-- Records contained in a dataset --
++++++++++++++++++++
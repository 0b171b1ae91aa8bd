use shoal_core::{Filter, ResourceType, RuntimeStatus, ServiceIdentity, Table};

/// What discovery selects a runtime for.
#[derive(Debug, Clone, PartialEq)]
pub enum RuntimeTarget {
    /// Runtime rows of a registered service.
    Service { service_id: String },
    /// Runtime rows matched by identity tuple. Control-plane services have no
    /// `service` row to resolve first.
    ServiceIdentity(ServiceIdentity),
    /// A host resource.
    Host {
        account: String,
        name: String,
        resource_type: ResourceType,
    },
}

impl RuntimeTarget {
    pub fn table(&self) -> Table {
        match self {
            RuntimeTarget::Service { .. } | RuntimeTarget::ServiceIdentity(_) => {
                Table::ServiceRuntime
            }
            RuntimeTarget::Host { .. } => Table::Resource,
        }
    }

    /// Filter identifying the target, before admission constraints.
    pub fn filter(&self) -> Filter {
        match self {
            RuntimeTarget::Service { service_id } => {
                Filter::new().eq("service_id", service_id.as_str())
            }
            RuntimeTarget::ServiceIdentity(identity) => {
                let filter = Filter::new()
                    .eq("application", identity.application.as_str())
                    .eq("module", identity.module.as_str())
                    .eq("name", identity.name.as_str());
                match identity.pinned_version() {
                    Some(version) => filter.eq("version", version),
                    None => filter,
                }
            }
            RuntimeTarget::Host {
                account,
                name,
                resource_type,
            } => Filter::new()
                .eq("name", name.as_str())
                .eq("type", resource_type.as_str())
                .eq("account", account.as_str()),
        }
    }

    /// Target filter restricted to admissible rows.
    pub fn admission_filter(&self, threshold: u8) -> Filter {
        self.filter()
            .eq("status", RuntimeStatus::Ready.as_str())
            .at_most("workload_percentage", f64::from(threshold))
    }
}

#[cfg(test)]
mod tests {
    use super::*;
    use shoal_core::store::Condition;

    #[test]
    fn service_target_reads_runtime_table() {
        let target = RuntimeTarget::Service {
            service_id: "svc-1".into(),
        };
        assert_eq!(target.table(), Table::ServiceRuntime);
        let filter = target.admission_filter(85);
        assert_eq!(filter.conditions().len(), 3);
        assert!(
            filter
                .conditions()
                .contains(&("workload_percentage".into(), Condition::Le(85.0)))
        );
    }

    #[test]
    fn identity_target_skips_wildcard_version() {
        let identity = ServiceIdentity::new("sardines", "agent", "remove", Some("*".into()));
        let filter = RuntimeTarget::ServiceIdentity(identity).filter();
        assert!(filter.conditions().iter().all(|(field, _)| field != "version"));
    }

    #[test]
    fn host_target_reads_resource_table() {
        let target = RuntimeTarget::Host {
            account: "acme".into(),
            name: "web1".into(),
            resource_type: ResourceType::Host,
        };
        assert_eq!(target.table(), Table::Resource);
        assert_eq!(target.filter().conditions().len(), 3);
    }
}
use shoal_core::{AuthError, HostRefError, StoreError};
use thiserror::Error;

#[derive(Debug, Error)]
pub enum RegistryError {
    #[error("account {0} is not allowed to administer this registry")]
    Unauthorized(String),

    #[error(transparent)]
    Auth(#[from] AuthError),

    #[error("invalid service identity {0}: application, module and name are required")]
    InvalidIdentity(String),

    #[error(transparent)]
    InvalidHost(#[from] HostRefError),

    #[error("host not found: {0}")]
    HostNotFound(String),

    #[error("no ipv4 or ipv6 address supplied for host {0}")]
    MissingAddress(String),

    #[error("invalid resource: {0}")]
    InvalidResource(String),

    #[error("agent on host {host_id} failed: {reason}")]
    Agent { host_id: String, reason: String },

    #[error(transparent)]
    Store(#[from] StoreError),

    #[error("serialization error: {0}")]
    SerializationError(#[from] serde_json::Error),
}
++++++++++++++++++++
-- Brief --
Which lines above include the word "application"? Pick them out and copy them.

-- The answer --
                    .eq("application", identity.application.as_str())
    #[error("invalid service identity {0}: application, module and name are required")]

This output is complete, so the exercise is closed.